Итак, душа едина, действия же ее различны в зависимости от орудий, качества смеси и обретенных ею божественных форм. А посему надлежит нам, благого вероисповедания чадам, с терпеливым усердием исполнять обязательные для нас религиозные деяния и держаться начертанных божественных законов, дабы чрез оное прилежание стали наши души разумеющими и вознеслись ввысь, дабы поднялись над ступенью зримого и чувственного к ступени ангельской и достигли предельной цели своей – положения вне[природных) Разумов; дабы таковы же были, как созревшие, прежде зеленые виноград и финик, ныне исполненные совершенства и прежнюю кислоту и терпкость свою обратившие в сладость, дабы и ее обусловленные природной смесью пороки обратить в добродетели и благодаря следованию путем обоих поклонений из презренной порочной стать ей благородным разумом.

Если же кто-нибудь станет утверждать, что глаголющая душа высока тогда, когда выносит точные суждения и достигает своего предела в понимании, знании и незамутненной уверенности, низка же тогда, когда суждения ее ошибочны, когда она непонятлива, невежественна и мутна, а поскольку ничто из этого не причисляется ни к благородству, ни к низости чувственной души, постольку, мол, чувственная душа есть нечто иное, нежели глаголющая, то мы на {351} это ответим, что уже сказанное нами опровергает сие возражение. Ведь правильные мнения, способность различения и прочие высокие свойства возникают в душе со временем, в результате упражнений и стяжания, когда достигает она своего совершенства и оно начинает в ней проявляться, в то время как низкие ее свойства проистекают от ее смеси и того, что приобретает она под ее влиянием, пока не начнет упражнять себя в горниле двух поклонений, явного и скрытого. Все это – результат ее потенциальности, и нет и этом ничего, что обусловливало бы существование двух душ или противоречило бы нами сказанному. А именно: правильное мнение, верное различение, точное суждение и подлинное воззрение относятся к представлению, представление же поистине проистекает только из ощущения, а ощущение связано с чувственной душой. Если же точное суждение и подлинное воззрение проистекают от ощущения, а ощущение – от чувственной души, то почему глаголющей душой не может быть эта самая чувственная душа, обладающая способностью различения и точным мнением, но только стяжавшая извне то, что перевело ее в акт, действующая так, как то обусловлено ее самостью в соответствии с ею приобретенным (и ставшая как финиковое дерево, оплодотворенное извне однородным с ним и. ставшее актуальным фиником, а не будь оно оплодотворено, то и не произвело бы ничего)? Итак, душа едина, а с точки зрения определяемых ее стяжанием разрядов множественна.

Она является субстанцией, причем в двояком смысле: и со стороны того, что в этой субстанции играет роль носителя, и со стороны того, что играет в ней роль несомого.

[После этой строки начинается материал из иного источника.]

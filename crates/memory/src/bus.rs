/// Abstraction for host-side physical memory access.
///
/// DMA descriptors can target an address space outside the adapter's own
/// video memory; those accesses are delegated through this trait. Reads take
/// `&mut self` because a backing implementation may have side effects (MMIO
/// forwarding, dirty tracking).
pub trait MemoryBus {
    fn read_physical(&mut self, paddr: u64, buf: &mut [u8]);
    fn write_physical(&mut self, paddr: u64, buf: &[u8]);

    fn read_u8(&mut self, paddr: u64) -> u8 {
        let mut buf = [0u8; 1];
        self.read_physical(paddr, &mut buf);
        buf[0]
    }

    fn read_u16(&mut self, paddr: u64) -> u16 {
        let mut buf = [0u8; 2];
        self.read_physical(paddr, &mut buf);
        u16::from_le_bytes(buf)
    }

    fn read_u32(&mut self, paddr: u64) -> u32 {
        let mut buf = [0u8; 4];
        self.read_physical(paddr, &mut buf);
        u32::from_le_bytes(buf)
    }

    fn read_u64(&mut self, paddr: u64) -> u64 {
        let mut buf = [0u8; 8];
        self.read_physical(paddr, &mut buf);
        u64::from_le_bytes(buf)
    }

    fn write_u8(&mut self, paddr: u64, val: u8) {
        self.write_physical(paddr, &[val]);
    }

    fn write_u16(&mut self, paddr: u64, val: u16) {
        self.write_physical(paddr, &val.to_le_bytes());
    }

    fn write_u32(&mut self, paddr: u64, val: u32) {
        self.write_physical(paddr, &val.to_le_bytes());
    }

    fn write_u64(&mut self, paddr: u64, val: u64) {
        self.write_physical(paddr, &val.to_le_bytes());
    }
}

/// `Vec<u8>`-backed physical memory.
///
/// Accesses outside the backing range read as zeroes and drop writes; guest
/// descriptors control the addresses reaching this type, so it must never
/// panic on them.
#[derive(Clone, Debug)]
pub struct VecMemory {
    data: Vec<u8>,
}

impl VecMemory {
    pub fn new(size: usize) -> Self {
        Self {
            data: vec![0; size],
        }
    }

    pub fn len(&self) -> usize {
        self.data.len()
    }

    pub fn is_empty(&self) -> bool {
        self.data.is_empty()
    }

    pub fn as_slice(&self) -> &[u8] {
        &self.data
    }

    fn range(&self, paddr: u64, len: usize) -> Option<std::ops::Range<usize>> {
        let start = usize::try_from(paddr).ok()?;
        let end = start.checked_add(len)?;
        if end > self.data.len() {
            return None;
        }
        Some(start..end)
    }
}

impl MemoryBus for VecMemory {
    fn read_physical(&mut self, paddr: u64, buf: &mut [u8]) {
        match self.range(paddr, buf.len()) {
            Some(r) => buf.copy_from_slice(&self.data[r]),
            None => buf.fill(0),
        }
    }

    fn write_physical(&mut self, paddr: u64, buf: &[u8]) {
        if let Some(r) = self.range(paddr, buf.len()) {
            self.data[r].copy_from_slice(buf);
        }
    }
}

#[cfg(test)]
mod tests {
    use super::*;
    use proptest::prelude::*;

    #[test]
    fn le_helpers_round_trip() {
        let mut mem = VecMemory::new(0x100);
        mem.write_u16(0x10, 0xBEEF);
        mem.write_u32(0x20, 0xDEAD_BEEF);
        mem.write_u64(0x30, 0x0123_4567_89AB_CDEF);
        assert_eq!(mem.read_u16(0x10), 0xBEEF);
        assert_eq!(mem.read_u32(0x20), 0xDEAD_BEEF);
        assert_eq!(mem.read_u64(0x30), 0x0123_4567_89AB_CDEF);
        // Little-endian in memory.
        assert_eq!(mem.read_u8(0x20), 0xEF);
        assert_eq!(mem.read_u8(0x23), 0xDE);
    }

    #[test]
    fn out_of_range_reads_zero_and_writes_are_dropped() {
        let mut mem = VecMemory::new(0x10);
        mem.write_u32(0x10, 0x1234_5678);
        assert_eq!(mem.read_u32(0x10), 0);
        // A straddling access is dropped entirely, not truncated.
        mem.write_u32(0x0E, 0x1234_5678);
        assert_eq!(mem.read_u16(0x0E), 0);
        assert_eq!(mem.read_u32(u64::MAX - 2), 0);
    }

    proptest! {
        #[test]
        fn in_range_u32_round_trips(addr in 0u64..0xFC, val: u32) {
            let mut mem = VecMemory::new(0x100);
            mem.write_u32(addr, val);
            prop_assert_eq!(mem.read_u32(addr), val);
        }

        #[test]
        fn arbitrary_access_never_panics(addr: u64, val: u32) {
            let mut mem = VecMemory::new(0x100);
            mem.write_u32(addr, val);
            let _ = mem.read_u32(addr);
        }
    }
}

Что до того, что в ней играет роль несомого, то известно, что бытие всего проистекает от чего-то, что обусловлено мудростью, а иначе оно не существовало бы. Далее, известно, что у человеческой души есть такие обретаемые ею знания, в которых она не нуждается для сохранения своего тела и обеспечения его пользы, например, знание поддерживающих причин и их следствий, свойств субстанций и акциденций и так далее. Итак, установлено, что все, что есть, существует в силу чего-то, что обусловлено мудростью; из того, что у души есть те [знания], которые ей не нужны для сохранения своего тела и обеспечения его пользы, вытекает, что таковые [знания] существуют у нее не для ее тела (ибо, будь они для ее тела, то такие же имелись бы и у {352} скотов и зверей, а мы находим, что они не имеют даже и меньшего, не говоря уж о таковом); если же установлено, что это у нее не для ее тела, то оные имеющиеся у нее знания (тогда как телу ее достаточно изначально бывшего у нее знания о его пользе) могут быть только для нее самой. Если они не для ее тела, следовательно, они для ее самости; они приходят к ней извне и принимаются ее самостью. Они привходящи, она же приемлет их, а приемлющее обязательно должно быть субстанцией. Следовательно, она – субстанция.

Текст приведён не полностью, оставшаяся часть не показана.